Xtreme Drilling Corp. ("Xtreme", the "Company") (TSX:XDC) today announced the preliminary results of its "modified Dutch auction" substantial issuer bid (the "Offer") to purchase for cancellation up to CAD$25 million of its common shares ("Shares"), which expired at 5:00 pm. (Eastern time) on June 1, 2017. All the terms and conditions of the Offer have been complied with and, based on a preliminary count by Computershare Trust Company of Canada, as depositary for the Offer (the "Depositary"), Xtreme expects to take up and pay for approximately 10,416,666 Shares at a purchase price of CAD$2.40 per Share (the "Purchase Price").
The Shares expected to be purchased under the Offer represent approximately 12.24% of the Shares issued and outstanding prior to giving effect to the Offer. After giving effect to the Offer, the number of issued and outstanding Shares is expected to be approximately 74,674,701. Shareholders of Xtreme had the opportunity to tender Shares until 5:00 p.m. (Eastern time) on June 1, 2017, by electing an auction tender at a price of their choice between CAD$2.40 and CAD$2.80 per Share (in increments of CAD$0.05 per Share) or, alternatively, by electing a purchase price tender at which they could sell their Shares at the Purchase Price determined by the Corporation pursuant to the Offer.
Approximately 18,207,008 Shares were properly tendered to the Offer and not withdrawn at the Purchase Price. As the Offer was oversubscribed, Xtreme will purchase Successfully Tendered Shares (as defined in the Offer) on a pro rata basis following determination of the final results of the Offer, except that "odd lot" tenders (of holders beneficially owning fewer than 100 Shares) will not be subject to pro-ration. Xtreme expects that tendering shareholders subject to pro-ration will have approximately 57% of their tendered Shares purchased by Xtreme under the Offer.
The number of Shares to be purchased under the Offer, the pro-ration factor and the Purchase Price are preliminary and are subject to verification by the Depositary. Xtreme expects to be able to release the final results of the Offer, including the final Purchase Price and pro-ration factor, on or before June 7, 2017.
A complete description of the Offer is contained in the offer to purchase and issuer bid circular dated April 18, 2017 and other related documents and schedules, including any amendments thereto, filed with the applicable Canadian Securities Administrators.
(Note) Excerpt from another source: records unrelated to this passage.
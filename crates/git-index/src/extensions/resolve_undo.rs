//! Resolve-undo extension (REUC).
//!
//! Stores the original pre-conflict versions of files so that a conflict
//! resolution can be undone with `git checkout -m`.

use bstr::BString;
use git_hash::ObjectId;
use git_object::FileMode;

use crate::extensions::{ResolveUndo, ResolveUndoEntry};
use crate::IndexError;

impl ResolveUndo {
    /// Extension signature.
    pub const SIGNATURE: &'static [u8; 4] = b"REUC";

    /// Parse a REUC extension from raw data.
    pub fn parse(data: &[u8]) -> Result<Self, IndexError> {
        let mut entries = Vec::new();
        let mut cursor = 0;

        while cursor < data.len() {
            // Read NUL-terminated path
            let nul_pos = data[cursor..]
                .iter()
                .position(|&b| b == 0)
                .ok_or_else(|| IndexError::InvalidExtension {
                    sig: "REUC".into(),
                    reason: "missing NUL in path".into(),
                })?;
            let path = BString::from(&data[cursor..cursor + nul_pos]);
            cursor += nul_pos + 1;

            // Read 3 modes as octal ASCII, each NUL-terminated
            let mut modes = [None; 3];
            for mode in &mut modes {
                let nul_pos = data[cursor..]
                    .iter()
                    .position(|&b| b == 0)
                    .ok_or_else(|| IndexError::InvalidExtension {
                        sig: "REUC".into(),
                        reason: "missing NUL in mode".into(),
                    })?;
                let mode_str = std::str::from_utf8(&data[cursor..cursor + nul_pos])
                    .map_err(|_| IndexError::InvalidExtension {
                        sig: "REUC".into(),
                        reason: "invalid mode encoding".into(),
                    })?;
                let raw = u32::from_str_radix(mode_str, 8).map_err(|_| {
                    IndexError::InvalidExtension {
                        sig: "REUC".into(),
                        reason: format!("invalid mode: {mode_str}"),
                    }
                })?;
                if raw != 0 {
                    *mode = Some(FileMode::from_raw(raw));
                }
                cursor += nul_pos + 1;
            }

            // Read OIDs for non-zero modes (20 bytes each for SHA-1)
            let mut oids = [None; 3];
            for (i, oid_slot) in oids.iter_mut().enumerate() {
                if modes[i].is_some() {
                    if cursor + 20 > data.len() {
                        return Err(IndexError::InvalidExtension {
                            sig: "REUC".into(),
                            reason: "truncated OID".into(),
                        });
                    }
                    let oid = ObjectId::from_bytes(
                        &data[cursor..cursor + 20],
                        git_hash::HashAlgorithm::Sha1,
                    )
                    .map_err(|_| IndexError::InvalidExtension {
                        sig: "REUC".into(),
                        reason: "invalid OID".into(),
                    })?;
                    *oid_slot = Some(oid);
                    cursor += 20;
                }
            }

            entries.push(ResolveUndoEntry { path, modes, oids });
        }

        Ok(ResolveUndo { entries })
    }

    /// Serialize to raw bytes for writing.
    pub fn serialize(&self) -> Vec<u8> {
        let mut buf = Vec::new();

        for entry in &self.entries {
            // Path + NUL
            buf.extend_from_slice(&entry.path);
            buf.push(0);

            // 3 modes as octal ASCII + NUL
            for mode in &entry.modes {
                let raw = mode.map(|m| m.raw()).unwrap_or(0);
                buf.extend_from_slice(format!("{raw:o}").as_bytes());
                buf.push(0);
            }

            // OIDs for non-zero modes
            for (i, oid) in entry.oids.iter().enumerate() {
                if entry.modes[i].is_some() {
                    if let Some(ref oid) = oid {
                        buf.extend_from_slice(oid.as_bytes());
                    }
                }
            }
        }

        buf
    }
}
The Offer documents are available free of charge on SEDAR at www.sedar.com or Xtreme's website at www.xdccorp.com. Payment for the purchased Shares will be made by the Depositary in accordance with the Offer and applicable law. Any Shares tendered and not purchased will be returned to shareholders promptly by the Depositary.
Xtreme Drilling Corp. ("XDC" on the Toronto Stock Exchange) designs, builds, and operates a fleet of high specification AC drilling rigs featuring leading-edge proprietary technology. Currently Xtreme operates one service line - Drilling Services (XDR) under contracts with oil and natural gas exploration and production companies and integrated oilfield service providers in Canada and the United States. For more information about the Company, please visit www.xdccorp.com.
SOURCE: Xtreme Drilling Corp.
The Toronto Stock Exchange has neither approved nor disapproved the information contained herein.